Simple Summary Doxorubicin is a chemotherapeutic agent that contributes to muscle wasting. Based on the evidence that many cancer variants are associated with cachexia and that cancer patients are usually treated with chemotherapeutic agents, it is important to determine strategies to mitigate muscle atrophy. Muscle loss is a poor prognosis during cancer treatment, and exercise has emerged as a potential strategy utilized in this context. Once an ongoing regimen of chemotherapeutic treatment is not always possible, our results demonstrated that continuity of endurance exercise is a potential strategy that can be adopted when chemotherapy needs to be interrupted, minimizing the resumption of tumor growth and avoiding muscle loss. The pathogenesis of muscle atrophy plays a central role in cancer cachexia, and chemotherapy contributes to this condition. Therefore, the present study aimed to evaluate the effects of endurance exercise on time-dependent muscle atrophy caused by doxorubicin. For this, C57 BL/6 mice were subcutaneously inoculated with Lewis lung carcinoma cells (LLC group). One week after the tumor establishment, a group of these animals initiated the doxorubicin chemotherapy alone (LLC + DOX group) or combined with endurance exercise (LLC + DOX + EXER group).
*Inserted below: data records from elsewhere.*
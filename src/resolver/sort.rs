//! Dependency ordering for manifest features
//!
//! Produces an execution order in which every feature appears after all the
//! features it lists under `depends`.
//!
//! ## Algorithm
//!
//! Kahn-style peeling that keeps the manifest's declaration order stable:
//!
//! 1. Seed the result with every node that has no dependencies, in order
//! 2. Repeatedly scan the remaining nodes in order, appending any node whose
//!    dependencies are all already placed
//! 3. If a full scan places nothing, first unmet dependencies are followed
//!    from the first remaining node until they reach an undeclared name
//!    (missing) or loop back (circular)
//!
//! ## Example
//!
//! ```text
//! [a] depends = b
//! [b]
//!
//! Result: [b, a]
//! ```

use std::collections::{HashMap, HashSet};

use crate::error::{self, Result, RiggerError};

/// A named node and the names it depends on
pub type Node = (String, Vec<String>);

/// Order nodes so that every node follows its dependencies
///
/// # Arguments
///
/// * `nodes` - Nodes in declaration order with their dependency lists
///
/// # Errors
///
/// Returns `DuplicateNode` if a name is declared twice, `MissingDependency`
/// if the stuck nodes wait on an undeclared name, and `CircularDependency`
/// if they wait on each other.
pub fn order(nodes: &[Node]) -> Result<Vec<String>> {
    let mut declared = HashSet::new();
    for (name, _) in nodes {
        if !declared.insert(name.as_str()) {
            return Err(error::deps::duplicate(name));
        }
    }

    let mut placed: HashSet<&str> = HashSet::new();
    let mut result = Vec::with_capacity(nodes.len());

    for (name, deps) in nodes {
        if deps.is_empty() {
            placed.insert(name);
            result.push(name.clone());
        }
    }

    let mut remaining: Vec<&Node> = nodes.iter().filter(|(_, deps)| !deps.is_empty()).collect();

    while !remaining.is_empty() {
        let before = remaining.len();
        let mut still_waiting = Vec::with_capacity(before);

        for node in remaining {
            let (name, deps) = node;
            if deps.iter().all(|dep| placed.contains(dep.as_str())) {
                placed.insert(name);
                result.push(name.clone());
            } else {
                still_waiting.push(node);
            }
        }

        if still_waiting.len() == before {
            return Err(stuck_error(&still_waiting, &placed));
        }

        remaining = still_waiting;
    }

    Ok(result)
}

/// Explain why nothing more can be placed
///
/// Follows first unmet dependencies from the first stuck node. Reaching an
/// undeclared name is a missing dependency of the node that lists it;
/// reaching an already visited node is a cycle through that node.
fn stuck_error(stuck: &[&Node], placed: &HashSet<&str>) -> RiggerError {
    let waiting: HashMap<&str, &[String]> = stuck
        .iter()
        .map(|(name, deps)| (name.as_str(), deps.as_slice()))
        .collect();
    let first_unmet = |deps: &[String]| -> String {
        deps.iter()
            .find(|dep| !placed.contains(dep.as_str()))
            .cloned()
            .unwrap_or_default()
    };

    let (start, start_deps) = stuck[0];
    let mut visited: HashSet<&str> = HashSet::new();
    let mut name = start.as_str();
    let mut unmet = first_unmet(start_deps);
    loop {
        visited.insert(name);
        let Some((next, next_deps)) = waiting.get_key_value(unmet.as_str()) else {
            return error::deps::missing(name, unmet);
        };
        if visited.contains(next) {
            let dependency = first_unmet(next_deps);
            return error::deps::circular(*next, dependency);
        }
        name = *next;
        unmet = first_unmet(next_deps);
    }
}

/// Split a raw `depends` value into names
///
/// Names may be separated by commas, whitespace or newlines.
pub fn parse_depends(raw: &str) -> Vec<String> {
    raw.split(|c: char| c == ',' || c.is_whitespace())
        .filter(|s| !s.is_empty())
        .map(str::to_string)
        .collect()
}

#[cfg(test)]
mod tests {
    use super::*;
    use crate::error::RiggerError;

    fn node(name: &str, deps: &[&str]) -> Node {
        (
            name.to_string(),
            deps.iter().map(|d| (*d).to_string()).collect(),
        )
    }

    fn position(order: &[String], name: &str) -> usize {
        order.iter().position(|n| n == name).unwrap()
    }

    #[test]
    fn test_dependency_placed_first() {
        let result = order(&[node("a", &["b"]), node("b", &[])]).unwrap();
        assert_eq!(result, vec!["b", "a"]);
    }

    #[test]
    fn test_independent_nodes_keep_declaration_order() {
        let result = order(&[node("x", &[]), node("y", &[]), node("z", &[])]).unwrap();
        assert_eq!(result, vec!["x", "y", "z"]);
    }

    #[test]
    fn test_every_node_follows_its_dependencies() {
        let nodes = vec![
            node("app", &["db", "cache"]),
            node("cache", &["base"]),
            node("db", &["base"]),
            node("base", &[]),
            node("tools", &[]),
            node("docs", &["app", "tools"]),
        ];
        let result = order(&nodes).unwrap();
        assert_eq!(result.len(), nodes.len());
        for (name, deps) in &nodes {
            for dep in deps {
                assert!(position(&result, dep) < position(&result, name));
            }
        }
    }

    #[test]
    fn test_self_dependency_is_circular() {
        let err = order(&[node("a", &["a"])]).unwrap_err();
        assert!(matches!(
            err,
            RiggerError::CircularDependency { ref node, ref dependency }
                if node == "a" && dependency == "a"
        ));
    }

    #[test]
    fn test_cycle_reports_first_stuck_node() {
        let err = order(&[node("ok", &[]), node("a", &["b"]), node("b", &["a"])]).unwrap_err();
        assert!(matches!(
            err,
            RiggerError::CircularDependency { ref node, ref dependency }
                if node == "a" && dependency == "b"
        ));
    }

    #[test]
    fn test_missing_dependency_is_distinct() {
        let err = order(&[node("a", &["ghost"])]).unwrap_err();
        assert!(matches!(
            err,
            RiggerError::MissingDependency { ref node, ref dependency }
                if node == "a" && dependency == "ghost"
        ));
    }

    #[test]
    fn test_chain_ending_in_undeclared_name_is_missing() {
        let err = order(&[node("a", &["b"]), node("b", &["ghost"])]).unwrap_err();
        assert!(matches!(
            err,
            RiggerError::MissingDependency { ref node, ref dependency }
                if node == "b" && dependency == "ghost"
        ));
    }

    #[test]
    fn test_chain_into_cycle_names_cycle_member() {
        let err = order(&[
            node("app", &["lib"]),
            node("lib", &["core"]),
            node("core", &["lib"]),
        ])
        .unwrap_err();
        assert!(matches!(
            err,
            RiggerError::CircularDependency { ref node, ref dependency }
                if node == "lib" && dependency == "core"
        ));
    }

    #[test]
    fn test_duplicate_node_rejected_before_ordering() {
        let err = order(&[node("a", &["missing"]), node("a", &[])]).unwrap_err();
        assert!(matches!(err, RiggerError::DuplicateNode { ref name } if name == "a"));
    }

    #[test]
    fn test_parse_depends_separators() {
        assert_eq!(parse_depends("a, b\n c  d,,"), vec!["a", "b", "c", "d"]);
        assert!(parse_depends("  ").is_empty());
    }
}
//! Error types.
//!
//! Two levels of failure exist:
//! - [`Overflow`]: a single write did not fit in the remaining buffer space. Every
//!   [`Writable`](crate::Writable) method returns it, and mappers propagate it with `?`.
//!   The framer recovers from it by flushing and retrying.
//! - [`Error`]: what the framer reports to its caller once recovery is impossible,
//!   plus sink and configuration failures.

use thiserror::Error;

/// A write would have exceeded the buffer limit. Nothing was written.
#[derive(Debug, Clone, Copy, PartialEq, Eq, Error)]
#[error("buffer overflow")]
pub struct Overflow;

/// Error returned by a [`ByteBufferConsumer`](crate::ByteBufferConsumer).
pub type SinkError = Box<dyn std::error::Error + Send + Sync>;

/// Result of a single `Writable` call.
pub type WriteResult = std::result::Result<(), Overflow>;

#[derive(Debug, Error)]
pub enum Error {
    #[error("message does not fit in an empty buffer of {capacity} bytes")]
    MessageTooLarge { capacity: usize },

    #[error("sink rejected frame of {message_count} messages")]
    Sink {
        message_count: u32,
        #[source]
        source: SinkError,
    },

    #[error("invalid configuration: {0}")]
    InvalidConfig(String),
}

pub type Result<T> = std::result::Result<T, Error>;
//! UTF-16 to UTF-8 straight into the frame buffer.
//!
//! Long inputs go through a word-at-a-time path: eight code units are packed into a
//! `u64` and, when all of them are ASCII, stored with a single write. Any block holding
//! a non-ASCII unit is re-encoded one code point at a time. Short inputs (and the tail
//! of long ones) are batched through a small scratch array so the buffer sees one
//! bounds check per batch instead of one per unit.

use crate::buffer::FrameBuffer;
use crate::error::Overflow;

/// Inputs shorter than this many units take the scratch-array path.
pub(crate) const UTF8_BUFFER_SIZE: usize = 8;

/// Scratch capacity: every unit encodes to at most four bytes.
pub(crate) const SCRATCH_SIZE: usize = UTF8_BUFFER_SIZE * 4;

const REPLACEMENT: u8 = b'?';
const ASCII_MASK: u64 = 0x8080_8080_8080_8080;

#[inline]
fn is_high_surrogate(u: u16) -> bool {
    (0xD800..=0xDBFF).contains(&u)
}

#[inline]
fn is_low_surrogate(u: u16) -> bool {
    (0xDC00..=0xDFFF).contains(&u)
}

/// Encode the code point starting at `units[*i]` into `dst`, advance `*i` past it and
/// return the number of bytes produced.
#[inline]
fn encode_code_point(units: &[u16], i: &mut usize, dst: &mut [u8; 4]) -> usize {
    let c = units[*i];
    *i += 1;
    if c < 0x80 {
        dst[0] = c as u8;
        1
    } else if c < 0x800 {
        dst[0] = 0xC0 | (c >> 6) as u8;
        dst[1] = 0x80 | (c & 0x3F) as u8;
        2
    } else if is_high_surrogate(c) {
        match units.get(*i) {
            Some(&next) if is_low_surrogate(next) => {
                *i += 1;
                let cp = 0x10000 + (((u32::from(c) - 0xD800) << 10) | (u32::from(next) - 0xDC00));
                dst[0] = 0xF0 | (cp >> 18) as u8;
                dst[1] = 0x80 | ((cp >> 12) & 0x3F) as u8;
                dst[2] = 0x80 | ((cp >> 6) & 0x3F) as u8;
                dst[3] = 0x80 | (cp & 0x3F) as u8;
                4
            }
            // unpaired: the following unit is encoded on its own
            _ => {
                dst[0] = REPLACEMENT;
                1
            }
        }
    } else if is_low_surrogate(c) {
        dst[0] = REPLACEMENT;
        1
    } else {
        dst[0] = 0xE0 | (c >> 12) as u8;
        dst[1] = 0x80 | ((c >> 6) & 0x3F) as u8;
        dst[2] = 0x80 | (c & 0x3F) as u8;
        3
    }
}

/// Pack eight units into a big-endian word if every one of them is ASCII.
#[inline(always)]
fn ascii_word(block: &[u16]) -> Option<u64> {
    let mut word = 0u64;
    let mut wide = 0u16;
    for &c in block {
        word = (word << 8) | u64::from(c as u8);
        wide |= c >> 8;
    }
    if wide == 0 && word & ASCII_MASK == 0 {
        Some(word)
    } else {
        None
    }
}

/// Encode `units` into `out`, returning the number of bytes written.
pub(crate) fn encode(
    units: &[u16],
    out: &mut FrameBuffer,
    scratch: &mut [u8; SCRATCH_SIZE],
) -> Result<usize, Overflow> {
    if units.len() < UTF8_BUFFER_SIZE {
        encode_via_array(units, out, scratch)
    } else {
        encode_swar(units, out, scratch)
    }
}

/// Batch code points through `scratch`, copying each full batch into `out`.
pub(crate) fn encode_via_array(
    units: &[u16],
    out: &mut FrameBuffer,
    scratch: &mut [u8; SCRATCH_SIZE],
) -> Result<usize, Overflow> {
    let mut i = 0;
    let mut written = 0;
    let mut cp = [0u8; 4];
    while i < units.len() {
        let mut n = 0;
        while i < units.len() && n + 4 <= SCRATCH_SIZE {
            let len = encode_code_point(units, &mut i, &mut cp);
            scratch[n..n + len].copy_from_slice(&cp[..len]);
            n += len;
        }
        out.put_slice(&scratch[..n])?;
        written += n;
    }
    Ok(written)
}

/// Word-at-a-time encoding with a per-code-point fallback for non-ASCII blocks.
pub(crate) fn encode_swar(
    units: &[u16],
    out: &mut FrameBuffer,
    scratch: &mut [u8; SCRATCH_SIZE],
) -> Result<usize, Overflow> {
    let mut i = 0;
    let mut written = 0;
    let mut cp = [0u8; 4];
    while i + 8 <= units.len() {
        if let Some(word) = ascii_word(&units[i..i + 8]) {
            out.put_u64(word)?;
            written += 8;
            i += 8;
        } else {
            // a surrogate pair may carry i one past the block end
            let end = i + 8;
            while i < end {
                let len = encode_code_point(units, &mut i, &mut cp);
                out.put_slice(&cp[..len])?;
                written += len;
            }
        }
    }
    if i < units.len() {
        written += encode_via_array(&units[i..], out, scratch)?;
    }
    Ok(written)
}

/// Exact UTF-8 length of `units` under the same replacement rules.
#[cfg(test)]
pub(crate) fn encoded_len(units: &[u16]) -> usize {
    let mut i = 0;
    let mut n = 0;
    let mut cp = [0u8; 4];
    while i < units.len() {
        n += encode_code_point(units, &mut i, &mut cp);
    }
    n
}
One group of animals was euthanized after the chemotherapy cycle, whereas the remaining animals were euthanized one week after the last administration of doxorubicin. The practice of exercise combined with chemotherapy showed beneficial effects such as a decrease in tumor growth rate after chemotherapy interruption and amelioration of premature death due to doxorubicin toxicity. Moreover, the protein degradation levels in mice undergoing exercise returned to basal levels after chemotherapy; in contrast, the mice treated with doxorubicin alone experienced an increase in the mRNA expression levels of the proteolytic pathways in gastrocnemius muscle (Trim63, Fbxo32, Myostatin, FoxO). Collectively, our results suggest that endurance exercise could be utilized during and after chemotherapy for mitigating muscle atrophy promoted by doxorubicin and avoid the resumption of tumor growth.